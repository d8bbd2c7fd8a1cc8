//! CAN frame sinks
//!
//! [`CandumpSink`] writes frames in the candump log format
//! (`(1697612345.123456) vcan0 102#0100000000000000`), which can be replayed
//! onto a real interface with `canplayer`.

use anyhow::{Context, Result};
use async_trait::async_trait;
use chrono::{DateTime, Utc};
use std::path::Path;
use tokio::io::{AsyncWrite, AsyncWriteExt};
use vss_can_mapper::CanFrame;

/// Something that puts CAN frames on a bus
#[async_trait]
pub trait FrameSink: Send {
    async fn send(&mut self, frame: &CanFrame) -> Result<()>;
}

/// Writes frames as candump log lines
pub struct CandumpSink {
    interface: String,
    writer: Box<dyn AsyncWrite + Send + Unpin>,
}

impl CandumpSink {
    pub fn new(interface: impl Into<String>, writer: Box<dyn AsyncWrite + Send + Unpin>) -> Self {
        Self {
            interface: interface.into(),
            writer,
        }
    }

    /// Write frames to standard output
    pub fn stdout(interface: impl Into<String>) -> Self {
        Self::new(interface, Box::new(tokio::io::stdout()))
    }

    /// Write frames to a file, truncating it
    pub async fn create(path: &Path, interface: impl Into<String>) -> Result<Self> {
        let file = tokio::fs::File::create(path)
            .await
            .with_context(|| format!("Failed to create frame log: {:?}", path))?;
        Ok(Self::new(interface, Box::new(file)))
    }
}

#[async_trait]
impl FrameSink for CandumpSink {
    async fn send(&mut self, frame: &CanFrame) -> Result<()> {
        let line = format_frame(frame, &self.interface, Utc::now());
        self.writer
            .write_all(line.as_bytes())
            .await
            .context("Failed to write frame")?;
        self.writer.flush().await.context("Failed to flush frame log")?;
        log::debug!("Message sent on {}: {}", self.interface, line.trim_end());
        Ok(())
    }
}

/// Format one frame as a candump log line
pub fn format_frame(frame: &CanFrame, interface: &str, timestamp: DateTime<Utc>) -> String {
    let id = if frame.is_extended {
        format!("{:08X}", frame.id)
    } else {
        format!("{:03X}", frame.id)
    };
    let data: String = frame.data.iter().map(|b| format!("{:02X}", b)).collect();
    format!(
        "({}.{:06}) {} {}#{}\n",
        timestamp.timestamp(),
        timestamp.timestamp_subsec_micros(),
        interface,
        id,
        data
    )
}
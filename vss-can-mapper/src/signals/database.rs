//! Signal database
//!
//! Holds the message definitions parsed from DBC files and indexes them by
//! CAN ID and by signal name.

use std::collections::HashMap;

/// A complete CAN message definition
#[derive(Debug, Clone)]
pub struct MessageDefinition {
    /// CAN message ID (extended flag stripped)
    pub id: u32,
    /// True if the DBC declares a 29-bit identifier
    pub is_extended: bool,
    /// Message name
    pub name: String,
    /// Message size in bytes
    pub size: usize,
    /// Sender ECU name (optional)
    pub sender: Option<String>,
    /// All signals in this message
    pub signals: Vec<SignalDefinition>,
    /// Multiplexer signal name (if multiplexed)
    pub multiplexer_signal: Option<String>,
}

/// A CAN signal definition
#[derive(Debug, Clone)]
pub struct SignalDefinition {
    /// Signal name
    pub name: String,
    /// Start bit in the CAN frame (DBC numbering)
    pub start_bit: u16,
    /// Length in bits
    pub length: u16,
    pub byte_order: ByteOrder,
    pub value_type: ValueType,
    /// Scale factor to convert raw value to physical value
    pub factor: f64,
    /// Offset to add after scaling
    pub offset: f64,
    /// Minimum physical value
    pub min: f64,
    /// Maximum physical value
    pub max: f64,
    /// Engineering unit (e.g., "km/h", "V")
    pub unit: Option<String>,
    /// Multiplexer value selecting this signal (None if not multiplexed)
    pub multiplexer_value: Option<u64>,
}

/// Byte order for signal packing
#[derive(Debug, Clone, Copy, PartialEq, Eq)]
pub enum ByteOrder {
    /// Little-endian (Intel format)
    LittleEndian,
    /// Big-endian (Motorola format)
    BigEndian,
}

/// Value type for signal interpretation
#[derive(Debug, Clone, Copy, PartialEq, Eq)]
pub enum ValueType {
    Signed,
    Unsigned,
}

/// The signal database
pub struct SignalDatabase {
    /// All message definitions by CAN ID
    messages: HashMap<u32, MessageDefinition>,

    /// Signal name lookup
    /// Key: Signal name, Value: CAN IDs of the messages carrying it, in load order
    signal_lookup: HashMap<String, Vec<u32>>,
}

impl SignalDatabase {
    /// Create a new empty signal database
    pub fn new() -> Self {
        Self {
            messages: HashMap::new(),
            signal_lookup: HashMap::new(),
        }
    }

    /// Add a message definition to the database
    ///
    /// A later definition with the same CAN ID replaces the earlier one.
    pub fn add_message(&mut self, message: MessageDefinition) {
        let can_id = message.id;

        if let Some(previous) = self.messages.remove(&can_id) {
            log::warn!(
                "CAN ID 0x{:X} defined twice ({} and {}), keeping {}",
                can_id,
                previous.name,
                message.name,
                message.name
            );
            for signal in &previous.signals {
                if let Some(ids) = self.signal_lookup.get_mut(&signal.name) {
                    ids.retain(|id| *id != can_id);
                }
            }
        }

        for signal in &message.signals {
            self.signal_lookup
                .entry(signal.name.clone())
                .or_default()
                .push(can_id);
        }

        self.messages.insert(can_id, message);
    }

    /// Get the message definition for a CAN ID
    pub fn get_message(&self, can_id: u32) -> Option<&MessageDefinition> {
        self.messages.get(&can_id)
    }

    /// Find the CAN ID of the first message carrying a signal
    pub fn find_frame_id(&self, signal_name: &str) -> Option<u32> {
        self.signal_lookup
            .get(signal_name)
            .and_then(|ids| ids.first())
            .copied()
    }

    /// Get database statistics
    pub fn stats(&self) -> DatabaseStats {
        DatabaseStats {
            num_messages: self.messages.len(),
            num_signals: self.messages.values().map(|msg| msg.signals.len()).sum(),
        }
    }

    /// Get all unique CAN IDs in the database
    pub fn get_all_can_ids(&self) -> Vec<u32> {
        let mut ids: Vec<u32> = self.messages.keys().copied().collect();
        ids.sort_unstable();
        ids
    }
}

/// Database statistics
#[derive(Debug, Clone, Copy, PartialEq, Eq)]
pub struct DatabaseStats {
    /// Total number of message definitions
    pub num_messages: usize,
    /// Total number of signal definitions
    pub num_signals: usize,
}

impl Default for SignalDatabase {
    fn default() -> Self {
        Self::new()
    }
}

********

▸ TASK OBJECTIVE
Looking at the records above, how many lines include "Unpin"? Please give the number and nothing more.

▸ TASK ANSWER
2